** Source material follows **

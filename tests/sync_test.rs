//! 결과 파일 → 워크북 동기화 통합 테스트

use patho_eval::config::Config;
use patho_eval::ledger::Ledger;
use patho_eval::runner::sync_targets;
use patho_eval::sync::{SyncBridge, XlsxWorkbookSink};
use patho_eval_common::{BlindRecord, HalfLabel, Prediction, Score, SimilarityRecord};
use tempfile::tempdir;

fn similarity(score: u8, comment: &str) -> SimilarityRecord {
    SimilarityRecord {
        evaluator: "김철수".into(),
        affiliation: "병리과".into(),
        real_path: "p_left.png".into(),
        virtual_path: "p_right.png".into(),
        score: Score::try_from(score).unwrap(),
        comment: comment.into(),
    }
}

#[test]
fn test_sync_uploads_both_ledgers() {
    let dir = tempdir().expect("Failed to create temp dir");
    let config = Config {
        result_dir: dir.path().join("results"),
        ..Default::default()
    };

    Ledger::new(config.similarity_ledger())
        .append_all(&[similarity(4, "clear"), similarity(1, "blurry")])
        .unwrap();
    Ledger::new(config.blind_ledger())
        .append(&BlindRecord {
            evaluator: "김철수".into(),
            affiliation: "병리과".into(),
            image_path: "p_left.png".into(),
            label: HalfLabel::Real,
            prediction: Prediction::Virtual,
        })
        .unwrap();

    let workbook_dir = dir.path().join("sheets");
    let mut bridge = SyncBridge::new(
        XlsxWorkbookSink::new(&workbook_dir),
        "평가 결과",
        sync_targets(&config),
    );
    let report = bridge.sync_all().unwrap();
    assert_eq!(report.uploaded, vec!["results_ex1", "results_ex2"]);
    assert!(report.skipped.is_empty());

    let sheets = XlsxWorkbookSink::read_sheets(&bridge.sink().workbook_path("평가 결과")).unwrap();
    assert_eq!(sheets.len(), 2);

    let (name, rows) = &sheets[0];
    assert_eq!(name, "results_ex1");
    assert_eq!(rows.len(), 3);
    assert_eq!(
        rows[0],
        vec!["evaluator", "affiliation", "real_path", "virtual_path", "score", "comment"]
    );
    assert_eq!(rows[1][4], "4");
    assert_eq!(rows[2][5], "blurry");

    let (name, rows) = &sheets[1];
    assert_eq!(name, "results_ex2");
    assert_eq!(rows[1][3], "real");
    assert_eq!(rows[1][4], "가상");

    // 다시 동기화하면 시트를 교체할 뿐 늘어나지 않는다
    bridge.sync_all().unwrap();
    let sheets = XlsxWorkbookSink::read_sheets(&bridge.sink().workbook_path("평가 결과")).unwrap();
    assert_eq!(sheets.len(), 2);
    assert_eq!(sheets[0].1.len(), 3);
}

#[test]
fn test_sync_skips_missing_ledger() {
    let dir = tempdir().expect("Failed to create temp dir");
    let config = Config {
        result_dir: dir.path().join("results"),
        ..Default::default()
    };
    Ledger::new(config.similarity_ledger()).append(&similarity(3, "ok")).unwrap();

    let mut bridge = SyncBridge::new(
        XlsxWorkbookSink::new(dir.path().join("sheets")),
        "평가 결과",
        sync_targets(&config),
    );
    let report = bridge.sync_all().unwrap();
    assert_eq!(report.uploaded, vec!["results_ex1"]);
    assert_eq!(report.skipped, vec!["results_ex2"]);
}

** End of Source material **

◆ Task item: May I have the entries returned exactly, with every line in place?

◆ Response to this task:
filename tests/sync_test.rs
//! 결과 파일 → 워크북 동기화 통합 테스트

use patho_eval::config::Config;
use patho_eval::ledger::Ledger;
use patho_eval::runner::sync_targets;
use patho_eval::sync::{SyncBridge, XlsxWorkbookSink};
use patho_eval_common::{BlindRecord, HalfLabel, Prediction, Score, SimilarityRecord};
use tempfile::tempdir;

fn similarity(score: u8, comment: &str) -> SimilarityRecord {
    SimilarityRecord {
        evaluator: "김철수".into(),
        affiliation: "병리과".into(),
        real_path: "p_left.png".into(),
        virtual_path: "p_right.png".into(),
        score: Score::try_from(score).unwrap(),
        comment: comment.into(),
    }
}

#[test]
fn test_sync_uploads_both_ledgers() {
    let dir = tempdir().expect("Failed to create temp dir");
    let config = Config {
        result_dir: dir.path().join("results"),
        ..Default::default()
    };

    Ledger::new(config.similarity_ledger())
        .append_all(&[similarity(4, "clear"), similarity(1, "blurry")])
        .unwrap();
    Ledger::new(config.blind_ledger())
        .append(&BlindRecord {
            evaluator: "김철수".into(),
            affiliation: "병리과".into(),
            image_path: "p_left.png".into(),
            label: HalfLabel::Real,
            prediction: Prediction::Virtual,
        })
        .unwrap();

    let workbook_dir = dir.path().join("sheets");
    let mut bridge = SyncBridge::new(
        XlsxWorkbookSink::new(&workbook_dir),
        "평가 결과",
        sync_targets(&config),
    );
    let report = bridge.sync_all().unwrap();
    assert_eq!(report.uploaded, vec!["results_ex1", "results_ex2"]);
    assert!(report.skipped.is_empty());

    let sheets = XlsxWorkbookSink::read_sheets(&bridge.sink().workbook_path("평가 결과")).unwrap();
    assert_eq!(sheets.len(), 2);

    let (name, rows) = &sheets[0];
    assert_eq!(name, "results_ex1");
    assert_eq!(rows.len(), 3);
    assert_eq!(
        rows[0],
        vec!["evaluator", "affiliation", "real_path", "virtual_path", "score", "comment"]
    );
    assert_eq!(rows[1][4], "4");
    assert_eq!(rows[2][5], "blurry");

    let (name, rows) = &sheets[1];
    assert_eq!(name, "results_ex2");
    assert_eq!(rows[1][3], "real");
    assert_eq!(rows[1][4], "가상");

    // 다시 동기화하면 시트를 교체할 뿐 늘어나지 않는다
    bridge.sync_all().unwrap();
    let sheets = XlsxWorkbookSink::read_sheets(&bridge.sink().workbook_path("평가 결과")).unwrap();
    assert_eq!(sheets.len(), 2);
    assert_eq!(sheets[0].1.len(), 3);
}

#[test]
fn test_sync_skips_missing_ledger() {
    let dir = tempdir().expect("Failed to create temp dir");
    let config = Config {
        result_dir: dir.path().join("results"),
        ..Default::default()
    };
    Ledger::new(config.similarity_ledger()).append(&similarity(3, "ok")).unwrap();

    let mut bridge = SyncBridge::new(
        XlsxWorkbookSink::new(dir.path().join("sheets")),
        "평가 결과",
        sync_targets(&config),
    );
    let report = bridge.sync_all().unwrap();
    assert_eq!(report.uploaded, vec!["results_ex1"]);
    assert_eq!(report.skipped, vec!["results_ex2"]);
}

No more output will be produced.